Only fish of worthy mention. Here is my buddy with a 23 lb blue cat he caught on 8 lb mono and a slip bobber rigged with a couple minnows. And yes that may actually be a football inside it, the gut was huge, he barely got it in.


----------



## peple of the perch (Sep 13, 2004)

Nice fish. were u targeting cats?


----------



## GotStripes (Dec 10, 2006)

not at all. Was targeting anything i could catch


----------



## LittleMiamiJeff (Oct 1, 2005)

GotStripes said:


> not at all. Was targeting anything i could catch


OK, where were you, gps coordinates, time of day, depth of river, trib name, I want it all.
LMJ


----------



## oxmos (Apr 13, 2005)

Tell Mike I said howdy next time you see him. Good luck!


----------



## creekwalker (May 23, 2004)

Date: 3/25/2007
Time: Evening
Surface Temp: 63
Water Clarity: Clear
Weather: Sunny
Target: White Bass
From: Bank
Location: OR Trib
Baits: White Rooster Tail
Depth: 1-4'
Fish Count: 25
Species Caught: White Bass, Wiper
Notes: They were really biting today. I didn't change baits, just stuck with the white rooster tail. Caught about 5 over 3lb, so it was a little better than just WB.

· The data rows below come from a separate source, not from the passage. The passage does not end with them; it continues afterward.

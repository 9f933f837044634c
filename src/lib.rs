#![warn(clippy::all)]
#![warn(missing_docs)]
#![warn(clippy::missing_docs_in_private_items)]
#![doc = include_str!("../README.md")]

mod config;
mod errors;
mod geometry;
mod joiner;
mod mapper;
mod models;
mod report;
mod transform;

pub use crate::config::{MappingSettings, DEFAULT_MAP_TOLERANCE};
pub use crate::errors::{
    MappingError, ModelMappingError, ModelSide, SettingsError, TransformError,
};
pub use crate::geometry::{
    beams_from_json, point, Beam, BeamNumber, BeamRow, Node, NodeId, Point, PointLike,
    NODE_TOLERANCE,
};
pub use crate::joiner::{build_node_table, BeamJoiner, JoinOptions, DEFAULT_JOIN_TOLERANCE};
pub use crate::mapper::{
    project_onto_line, BeamMapper, LineMatch, LineProjection, LINE_EPSILON_SQUARED,
};
pub use crate::models::{map_models, MappedBeam};
pub use crate::report::{render_mapping_report, render_member_report};
pub use crate::transform::{GeometricTransformer, FRAME_EPSILON};
use beamx::Beam;

/// Correspondence points in the design model, in metres.
pub const DESIGN_POINTS: [[f64; 3]; 3] = [[0.0, 0.0, 0.0], [6.0, 0.0, 0.0], [0.0, 0.0, 4.0]];

/// The same points in the analysis model, in millimetres.
pub const ANALYSIS_POINTS: [[f64; 3]; 3] = [
    [5_000.0, 2_000.0, 0.0],
    [5_000.0, 8_000.0, 0.0],
    [5_000.0, 2_000.0, 4_000.0],
];

/// Portal frame as drawn by the designer: metres, frame in the XZ plane, left
/// column and girder split into two elements, one brace.
pub fn design_model() -> Vec<Beam> {
    vec![
        Beam::new(1, [0.0, 0.0, 0.0], [0.0, 0.0, 2.0], "HEA200", "Columns"),
        Beam::new(2, [0.0, 0.0, 2.0], [0.0, 0.0, 4.0], "HEA200", "Columns"),
        Beam::new(3, [0.0, 0.0, 4.0], [3.0, 0.0, 4.0], "IPE300", "Girders"),
        Beam::new(4, [3.0, 0.0, 4.0], [6.0, 0.0, 4.0], "IPE300", "Girders"),
        Beam::new(5, [6.0, 0.0, 4.0], [6.0, 0.0, 0.0], "HEA200", "Columns"),
        Beam::new(6, [0.0, 0.0, 0.0], [3.0, 0.0, 4.0], "CHS88", "Bracing"),
    ]
}

/// The same frame in the analysis model: millimetres, turned a quarter about Z
/// and moved to grid position (5000, 2000), without the brace.
pub fn analysis_model() -> Vec<Beam> {
    vec![
        Beam::new(1001, [5_000.0, 2_000.0, 0.0], [5_000.0, 2_000.0, 4_000.0], "HEA200", ""),
        Beam::new(1002, [5_000.0, 2_000.0, 4_000.0], [5_000.0, 8_000.0, 4_000.0], "IPE300", ""),
        Beam::new(1003, [5_000.0, 8_000.0, 4_000.0], [5_000.0, 8_000.0, 0.0], "HEA200", ""),
    ]
}
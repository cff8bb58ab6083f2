//! I/O time instrumentation.
//!
//! The sorter never measures anything on its own: a caller that wants to know how much
//! time went into disk I/O passes an [`IoClock`] and every stream the sorter opens is
//! wrapped with [`Timed`]. Without a clock the wrapper is a plain pass-through.

use std::io;
use std::io::prelude::*;
use std::sync::atomic::{AtomicU64, Ordering};
use std::sync::Arc;
use std::time::{Duration, Instant};

/// Accumulates time spent inside stream reads, writes and flushes.
/// Clones share the same counter.
#[derive(Debug, Clone, Default)]
pub struct IoClock {
    nanos: Arc<AtomicU64>,
}

impl IoClock {
    pub fn new() -> Self {
        IoClock::default()
    }

    /// Runs `f` and adds its duration to the clock.
    pub fn measure<T>(&self, f: impl FnOnce() -> T) -> T {
        let start = Instant::now();
        let result = f();
        let elapsed = start.elapsed().as_nanos().min(u64::MAX as u128) as u64;
        self.nanos.fetch_add(elapsed, Ordering::Relaxed);

        return result;
    }

    /// Total measured time.
    pub fn elapsed(&self) -> Duration {
        Duration::from_nanos(self.nanos.load(Ordering::Relaxed))
    }
}

/// Byte stream wrapper reporting I/O time to an optional [`IoClock`].
#[derive(Debug)]
pub struct Timed<S> {
    inner: S,
    clock: Option<IoClock>,
}

impl<S> Timed<S> {
    pub fn new(inner: S, clock: Option<IoClock>) -> Self {
        Timed { inner, clock }
    }

    pub fn into_inner(self) -> S {
        self.inner
    }

    fn measure<T>(&mut self, f: impl FnOnce(&mut S) -> T) -> T {
        match &self.clock {
            Some(clock) => {
                let inner = &mut self.inner;
                clock.measure(|| f(inner))
            }
            None => f(&mut self.inner),
        }
    }
}

impl<S: Read> Read for Timed<S> {
    fn read(&mut self, buf: &mut [u8]) -> io::Result<usize> {
        self.measure(|inner| inner.read(buf))
    }
}

impl<S: Write> Write for Timed<S> {
    fn write(&mut self, buf: &[u8]) -> io::Result<usize> {
        self.measure(|inner| inner.write(buf))
    }

    fn flush(&mut self) -> io::Result<()> {
        self.measure(|inner| inner.flush())
    }
}

#[cfg(test)]
mod test {
    use std::io::prelude::*;
    use std::thread;
    use std::time::Duration;

    use super::{IoClock, Timed};

    #[test]
    fn test_clock_accumulates() {
        let clock = IoClock::new();
        let shared = clock.clone();

        let value = shared.measure(|| {
            thread::sleep(Duration::from_millis(5));
            42
        });

        assert_eq!(value, 42);
        assert!(clock.elapsed() >= Duration::from_millis(5));
    }

    #[test]
    fn test_timed_passthrough() {
        let clock = IoClock::new();
        let mut timed = Timed::new(Vec::new(), Some(clock));
        timed.write_all(b"abc").unwrap();
        timed.flush().unwrap();
        assert_eq!(timed.into_inner(), b"abc");

        let mut untimed = Timed::new(&b"xyz"[..], None);
        let mut buf = String::new();
        untimed.read_to_string(&mut buf).unwrap();
        assert_eq!(buf, "xyz");
    }
}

The water temp really warmed up this weekend, or maybe the last temp I took I ready wrong? The last temp was in the mid/high 40s.


CW


----------



## dwwv4 (Nov 12, 2006)

hey mike dam nice blue!!! dave


----------



## riverKing (Jan 26, 2007)

the water temp skyrocketed this weekend, i need to get out and make my first hybrid trip of the year


----------



## GotStripes (Dec 10, 2006)

Dave my phone went to poo, give me a call as I do not have your number anymore


----------



## LittleMiamiJeff (Oct 1, 2005)

dwwv4 said:


> hey mike dam nice blue!!! dave


Yeah, that cat looks like it's wearing 'ol Mike down a bit, eh?

LMJ


----------



## Big Joey (Oct 23, 2006)

GotStripes said:


> Only fish of worthy mention. Here is my buddy with a 23 lb blue cat he caught on 8 lb mono and a slip bobber rigged with a couple minnows. And yes that may actually be a football inside it, the gut was huge, he barely got it in.


Nice fish. Good Job!


----------